BEGIN

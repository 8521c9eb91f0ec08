//! PostgreSQL storage for stash.

pub mod repositories;

pub use repositories::*;

use serde::{Deserialize, Serialize};
use sqlx::PgPool;
use sqlx::postgres::PgPoolOptions;
use stash_core::{Error, Result};
use std::time::Duration;
use tracing::info;

/// Pool settings.
#[derive(Debug, Clone, Serialize, Deserialize)]
pub struct DatabaseConfig {
    pub url: String,
    #[serde(default = "default_max_connections")]
    pub max_connections: u32,
    #[serde(default = "default_acquire_timeout_secs")]
    pub acquire_timeout_secs: u64,
}

fn default_max_connections() -> u32 {
    20
}

fn default_acquire_timeout_secs() -> u64 {
    5
}

impl DatabaseConfig {
    pub fn new(url: impl Into<String>) -> Self {
        Self {
            url: url.into(),
            max_connections: default_max_connections(),
            acquire_timeout_secs: default_acquire_timeout_secs(),
        }
    }

    fn pool_options(&self) -> PgPoolOptions {
        PgPoolOptions::new()
            .max_connections(self.max_connections)
            .acquire_timeout(Duration::from_secs(self.acquire_timeout_secs))
    }
}

/// Database connection pool.
#[derive(Clone)]
pub struct Database {
    pool: PgPool,
}

impl Database {
    /// Connect to the database.
    pub async fn connect(config: &DatabaseConfig) -> Result<Self> {
        let pool = config
            .pool_options()
            .connect(&config.url)
            .await
            .map_err(|e| Error::StoreUnavailable(e.to_string()))?;

        info!(max_connections = config.max_connections, "Connected to database");
        Ok(Self { pool })
    }

    /// Build a pool that connects on first use. Lets the service start while
    /// the database is down and pick it up once it returns.
    pub fn connect_lazy(config: &DatabaseConfig) -> Result<Self> {
        let pool = config
            .pool_options()
            .connect_lazy(&config.url)
            .map_err(|e| Error::Config(format!("Invalid database URL: {}", e)))?;
        Ok(Self { pool })
    }

    /// Get the connection pool.
    pub fn pool(&self) -> &PgPool {
        &self.pool
    }

    /// Run migrations.
    pub async fn migrate(&self) -> Result<()> {
        sqlx::migrate!("./migrations")
            .run(&self.pool)
            .await
            .map_err(|e| Error::Database(e.to_string()))?;
        Ok(())
    }

    pub fn cache_repository(&self) -> PgCacheRepository {
        PgCacheRepository::new(self.pool.clone())
    }
}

END

Taking the line with "pub use repositories::*;" as the first and the line with "pub struct DatabaseConfig" as the last, retype that stretch of the data above exactly, with no other lines.

_ANSWER AREA_
pub use repositories::*;

use serde::{Deserialize, Serialize};
use sqlx::PgPool;
use sqlx::postgres::PgPoolOptions;
use stash_core::{Error, Result};
use std::time::Duration;
use tracing::info;

/// Pool settings.
#[derive(Debug, Clone, Serialize, Deserialize)]
pub struct DatabaseConfig {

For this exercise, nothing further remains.